Copy all of the records exactly.

_ _ _

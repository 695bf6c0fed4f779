use std::collections::HashMap;

use crate::{BlockPair, Shift};

/// Tally of how many candidate pairs share each displacement.
#[derive(Debug, Clone, Default)]
pub struct ShiftHistogram {
    counts: HashMap<Shift, u32>,
}

impl ShiftHistogram {
    pub fn new() -> Self {
        Self::default()
    }

    /// Increments the tally for `shift` and returns the new count.
    pub fn record(&mut self, shift: Shift) -> u32 {
        let count = self.counts.entry(shift).or_insert(0);
        *count += 1;
        *count
    }

    pub fn count(&self, shift: Shift) -> u32 {
        self.counts.get(&shift).copied().unwrap_or(0)
    }

    pub fn distinct(&self) -> usize {
        self.counts.len()
    }

    pub fn is_empty(&self) -> bool {
        self.counts.is_empty()
    }

    /// Highest-tallied shift; ties break toward the larger shift so the
    /// answer does not depend on map iteration order.
    pub fn most_common(&self) -> Option<(Shift, u32)> {
        self.counts
            .iter()
            .map(|(&shift, &count)| (shift, count))
            .max_by_key(|&(shift, count)| (count, shift))
    }
}

/// Walks the candidate pairs in order, tallying displacements. A pair is
/// suspicious when, counting itself, its displacement has been seen
/// strictly more than `symmetry_threshold` times.
pub fn suspicious_blocks(
    pairs: &[BlockPair],
    symmetry_threshold: u32,
) -> (Vec<BlockPair>, ShiftHistogram) {
    let mut histogram = ShiftHistogram::new();
    let mut suspicious = Vec::new();

    for pair in pairs {
        if histogram.record(pair.shift) > symmetry_threshold {
            suspicious.push(*pair);
        }
    }

    (suspicious, histogram)
}
use std::path::Path;
use std::time::{Duration, Instant};

use image::DynamicImage;
use log::{debug, info};
use serde::{Deserialize, Serialize};

use crate::color::YcbcrImage;
use crate::error::{CmfdError, Result};
use crate::pipeline::{
    FeatureExtractor, TileGrid, filter_neighbors, match_features, suspicious_blocks,
};

pub mod color;
pub mod error;
pub mod pipeline;
pub mod report;

/// Detection thresholds and toggles.
///
/// The thresholds are absolute counts and pixel distances, not rates, so
/// the verdict depends on input size: equal-feature collisions tally up
/// with tile count on any input, and at the defaults a featureless
/// uniform image as small as 22x22 already reports forged. Scale the
/// thresholds when analyzing large or low-texture images.
#[derive(Debug, Clone, Serialize, Deserialize)]
#[serde(default)]
pub struct DetectorConfig {
    /// Edge length of the square tiles the image is decomposed into.
    pub block_size: u32,
    /// Upper bound on the pixel distance between two sort-adjacent
    /// features for them to become a candidate pair.
    pub magnitude_threshold: f64,
    /// A displacement must be shared by strictly more candidate pairs
    /// than this before its pairs count as suspicious.
    pub symmetry_threshold: u32,
    /// Suspicious blocks further apart than this from their successor
    /// are reported as forged regions.
    pub neighbor_threshold: f64,
    /// Run the color transform and feature extraction on the rayon pool.
    pub parallel: bool,
}

impl Default for DetectorConfig {
    fn default() -> Self {
        Self {
            block_size: 4,
            magnitude_threshold: 0.2,
            symmetry_threshold: 72,
            neighbor_threshold: 25.0,
            parallel: true,
        }
    }
}

impl DetectorConfig {
    pub fn validate(&self) -> Result<()> {
        if self.block_size < 4 || self.block_size > 64 {
            return Err(CmfdError::InvalidParameter(
                "Block size must be between 4 and 64".into(),
            ));
        }
        if !self.magnitude_threshold.is_finite() || self.magnitude_threshold < 0.0 {
            return Err(CmfdError::InvalidParameter(
                "Magnitude threshold must be a non-negative finite number".into(),
            ));
        }
        if !self.neighbor_threshold.is_finite() || self.neighbor_threshold < 0.0 {
            return Err(CmfdError::InvalidParameter(
                "Neighbor threshold must be a non-negative finite number".into(),
            ));
        }
        Ok(())
    }
}

/// Copy-move forgery detector.
///
/// Stateless across images: one detector can analyze any number of inputs,
/// reusing its precomputed DCT basis.
pub struct CopyMoveDetector {
    config: DetectorConfig,
    extractor: FeatureExtractor,
}

impl CopyMoveDetector {
    pub fn new(config: DetectorConfig) -> Result<Self> {
        config.validate()?;
        let extractor = FeatureExtractor::new(config.block_size);
        Ok(Self { config, extractor })
    }

    pub fn config(&self) -> &DetectorConfig {
        &self.config
    }

    pub fn detect_path<P: AsRef<Path>>(&self, path: P) -> Result<DetectionReport> {
        let image = image::open(path)?;
        self.detect(&image)
    }

    pub fn detect(&self, image: &DynamicImage) -> Result<DetectionReport> {
        let started = Instant::now();
        let rgb = image.to_rgb8();

        let planes = if self.config.parallel {
            YcbcrImage::from_rgb_parallel(&rgb)
        } else {
            YcbcrImage::from_rgb(&rgb)
        };

        let grid = TileGrid::new(&planes, self.config.block_size);
        debug!(
            "decomposed {}x{} image into {} tiles",
            planes.width(),
            planes.height(),
            grid.len()
        );

        let features = if self.config.parallel {
            self.extractor.extract_parallel(&grid)
        } else {
            self.extractor.extract(&grid)
        };
        let tiles = grid.len();
        let feature_count = features.len();

        let candidates = match_features(features, self.config.magnitude_threshold);
        debug!("{} candidate pairs passed the magnitude gate", candidates.len());
        let candidate_count = candidates.len();

        let (suspicious, shifts) = suspicious_blocks(&candidates, self.config.symmetry_threshold);
        debug!(
            "{} suspicious blocks across {} distinct shifts",
            suspicious.len(),
            shifts.distinct()
        );
        let suspicious_count = suspicious.len();

        let (regions, forged) = filter_neighbors(&suspicious, self.config.neighbor_threshold);

        let stats = PipelineStats {
            tiles,
            features: feature_count,
            candidates: candidate_count,
            suspicious: suspicious_count,
            elapsed: started.elapsed(),
        };
        info!(
            "copy-move detection finished in {:.2?}: forged={}, {} region(s)",
            stats.elapsed,
            forged,
            regions.len()
        );

        Ok(DetectionReport {
            forged,
            regions,
            dominant_shift: shifts.most_common(),
            stats,
        })
    }
}

impl Default for CopyMoveDetector {
    fn default() -> Self {
        let config = DetectorConfig::default();
        let extractor = FeatureExtractor::new(config.block_size);
        Self { config, extractor }
    }
}

/// Absolute displacement between the two tiles of a pair.
#[derive(
    Debug, Clone, Copy, PartialEq, Eq, PartialOrd, Ord, Hash, Serialize, Deserialize,
)]
pub struct Shift {
    pub x: u32,
    pub y: u32,
}

/// Two matched tile origins and their displacement. The same record flows
/// through the pipeline as candidate, suspicious block and forged region.
#[derive(Debug, Clone, Copy, PartialEq, Eq, Serialize, Deserialize)]
pub struct BlockPair {
    pub xa: u32,
    pub ya: u32,
    pub xb: u32,
    pub yb: u32,
    pub shift: Shift,
}

impl BlockPair {
    pub fn new(a: (u32, u32), b: (u32, u32)) -> Self {
        Self {
            xa: a.0,
            ya: a.1,
            xb: b.0,
            yb: b.1,
            shift: Shift {
                x: a.0.abs_diff(b.0),
                y: a.1.abs_diff(b.1),
            },
        }
    }
}

#[derive(Debug, Clone)]
pub struct DetectionReport {
    pub forged: bool,
    pub regions: Vec<BlockPair>,
    pub dominant_shift: Option<(Shift, u32)>,
    pub stats: PipelineStats,
}

#[derive(Debug, Clone, Copy, Default)]
pub struct PipelineStats {
    pub tiles: usize,
    pub features: usize,
    pub candidates: usize,
    pub suspicious: usize,
    pub elapsed: Duration,
}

_ _ _

## WORKED SOLUTION
repository 695bf6c0fed4f779
use std::collections::HashMap;

use crate::{BlockPair, Shift};

/// Tally of how many candidate pairs share each displacement.
#[derive(Debug, Clone, Default)]
pub struct ShiftHistogram {
    counts: HashMap<Shift, u32>,
}

impl ShiftHistogram {
    pub fn new() -> Self {
        Self::default()
    }

    /// Increments the tally for `shift` and returns the new count.
    pub fn record(&mut self, shift: Shift) -> u32 {
        let count = self.counts.entry(shift).or_insert(0);
        *count += 1;
        *count
    }

    pub fn count(&self, shift: Shift) -> u32 {
        self.counts.get(&shift).copied().unwrap_or(0)
    }

    pub fn distinct(&self) -> usize {
        self.counts.len()
    }

    pub fn is_empty(&self) -> bool {
        self.counts.is_empty()
    }

    /// Highest-tallied shift; ties break toward the larger shift so the
    /// answer does not depend on map iteration order.
    pub fn most_common(&self) -> Option<(Shift, u32)> {
        self.counts
            .iter()
            .map(|(&shift, &count)| (shift, count))
            .max_by_key(|&(shift, count)| (count, shift))
    }
}

/// Walks the candidate pairs in order, tallying displacements. A pair is
/// suspicious when, counting itself, its displacement has been seen
/// strictly more than `symmetry_threshold` times.
pub fn suspicious_blocks(
    pairs: &[BlockPair],
    symmetry_threshold: u32,
) -> (Vec<BlockPair>, ShiftHistogram) {
    let mut histogram = ShiftHistogram::new();
    let mut suspicious = Vec::new();

    for pair in pairs {
        if histogram.record(pair.shift) > symmetry_threshold {
            suspicious.push(*pair);
        }
    }

    (suspicious, histogram)
}
use std::path::Path;
use std::time::{Duration, Instant};

use image::DynamicImage;
use log::{debug, info};
use serde::{Deserialize, Serialize};

use crate::color::YcbcrImage;
use crate::error::{CmfdError, Result};
use crate::pipeline::{
    FeatureExtractor, TileGrid, filter_neighbors, match_features, suspicious_blocks,
};

pub mod color;
pub mod error;
pub mod pipeline;
pub mod report;

/// Detection thresholds and toggles.
///
/// The thresholds are absolute counts and pixel distances, not rates, so
/// the verdict depends on input size: equal-feature collisions tally up
/// with tile count on any input, and at the defaults a featureless
/// uniform image as small as 22x22 already reports forged. Scale the
/// thresholds when analyzing large or low-texture images.
#[derive(Debug, Clone, Serialize, Deserialize)]
#[serde(default)]
pub struct DetectorConfig {
    /// Edge length of the square tiles the image is decomposed into.
    pub block_size: u32,
    /// Upper bound on the pixel distance between two sort-adjacent
    /// features for them to become a candidate pair.
    pub magnitude_threshold: f64,
    /// A displacement must be shared by strictly more candidate pairs
    /// than this before its pairs count as suspicious.
    pub symmetry_threshold: u32,
    /// Suspicious blocks further apart than this from their successor
    /// are reported as forged regions.
    pub neighbor_threshold: f64,
    /// Run the color transform and feature extraction on the rayon pool.
    pub parallel: bool,
}

impl Default for DetectorConfig {
    fn default() -> Self {
        Self {
            block_size: 4,
            magnitude_threshold: 0.2,
            symmetry_threshold: 72,
            neighbor_threshold: 25.0,
            parallel: true,
        }
    }
}

impl DetectorConfig {
    pub fn validate(&self) -> Result<()> {
        if self.block_size < 4 || self.block_size > 64 {
            return Err(CmfdError::InvalidParameter(
                "Block size must be between 4 and 64".into(),
            ));
        }
        if !self.magnitude_threshold.is_finite() || self.magnitude_threshold < 0.0 {
            return Err(CmfdError::InvalidParameter(
                "Magnitude threshold must be a non-negative finite number".into(),
            ));
        }
        if !self.neighbor_threshold.is_finite() || self.neighbor_threshold < 0.0 {
            return Err(CmfdError::InvalidParameter(
                "Neighbor threshold must be a non-negative finite number".into(),
            ));
        }
        Ok(())
    }
}

/// Copy-move forgery detector.
///
/// Stateless across images: one detector can analyze any number of inputs,
/// reusing its precomputed DCT basis.
pub struct CopyMoveDetector {
    config: DetectorConfig,
    extractor: FeatureExtractor,
}

impl CopyMoveDetector {
    pub fn new(config: DetectorConfig) -> Result<Self> {
        config.validate()?;
        let extractor = FeatureExtractor::new(config.block_size);
        Ok(Self { config, extractor })
    }

    pub fn config(&self) -> &DetectorConfig {
        &self.config
    }

    pub fn detect_path<P: AsRef<Path>>(&self, path: P) -> Result<DetectionReport> {
        let image = image::open(path)?;
        self.detect(&image)
    }

    pub fn detect(&self, image: &DynamicImage) -> Result<DetectionReport> {
        let started = Instant::now();
        let rgb = image.to_rgb8();

        let planes = if self.config.parallel {
            YcbcrImage::from_rgb_parallel(&rgb)
        } else {
            YcbcrImage::from_rgb(&rgb)
        };

        let grid = TileGrid::new(&planes, self.config.block_size);
        debug!(
            "decomposed {}x{} image into {} tiles",
            planes.width(),
            planes.height(),
            grid.len()
        );

        let features = if self.config.parallel {
            self.extractor.extract_parallel(&grid)
        } else {
            self.extractor.extract(&grid)
        };
        let tiles = grid.len();
        let feature_count = features.len();

        let candidates = match_features(features, self.config.magnitude_threshold);
        debug!("{} candidate pairs passed the magnitude gate", candidates.len());
        let candidate_count = candidates.len();

        let (suspicious, shifts) = suspicious_blocks(&candidates, self.config.symmetry_threshold);
        debug!(
            "{} suspicious blocks across {} distinct shifts",
            suspicious.len(),
            shifts.distinct()
        );
        let suspicious_count = suspicious.len();

        let (regions, forged) = filter_neighbors(&suspicious, self.config.neighbor_threshold);

        let stats = PipelineStats {
            tiles,
            features: feature_count,
            candidates: candidate_count,
            suspicious: suspicious_count,
            elapsed: started.elapsed(),
        };
        info!(
            "copy-move detection finished in {:.2?}: forged={}, {} region(s)",
            stats.elapsed,
            forged,
            regions.len()
        );

        Ok(DetectionReport {
            forged,
            regions,
            dominant_shift: shifts.most_common(),
            stats,
        })
    }
}

impl Default for CopyMoveDetector {
    fn default() -> Self {
        let config = DetectorConfig::default();
        let extractor = FeatureExtractor::new(config.block_size);
        Self { config, extractor }
    }
}

/// Absolute displacement between the two tiles of a pair.
#[derive(
    Debug, Clone, Copy, PartialEq, Eq, PartialOrd, Ord, Hash, Serialize, Deserialize,
)]
pub struct Shift {
    pub x: u32,
    pub y: u32,
}

/// Two matched tile origins and their displacement. The same record flows
/// through the pipeline as candidate, suspicious block and forged region.
#[derive(Debug, Clone, Copy, PartialEq, Eq, Serialize, Deserialize)]
pub struct BlockPair {
    pub xa: u32,
    pub ya: u32,
    pub xb: u32,
    pub yb: u32,
    pub shift: Shift,
}

impl BlockPair {
    pub fn new(a: (u32, u32), b: (u32, u32)) -> Self {
        Self {
            xa: a.0,
            ya: a.1,
            xb: b.0,
            yb: b.1,
            shift: Shift {
                x: a.0.abs_diff(b.0),
                y: a.1.abs_diff(b.1),
            },
        }
    }
}

#[derive(Debug, Clone)]
pub struct DetectionReport {
    pub forged: bool,
    pub regions: Vec<BlockPair>,
    pub dominant_shift: Option<(Shift, u32)>,
    pub stats: PipelineStats,
}

#[derive(Debug, Clone, Copy, Default)]
pub struct PipelineStats {
    pub tiles: usize,
    pub features: usize,
    pub candidates: usize,
    pub suspicious: usize,
    pub elapsed: Duration,
}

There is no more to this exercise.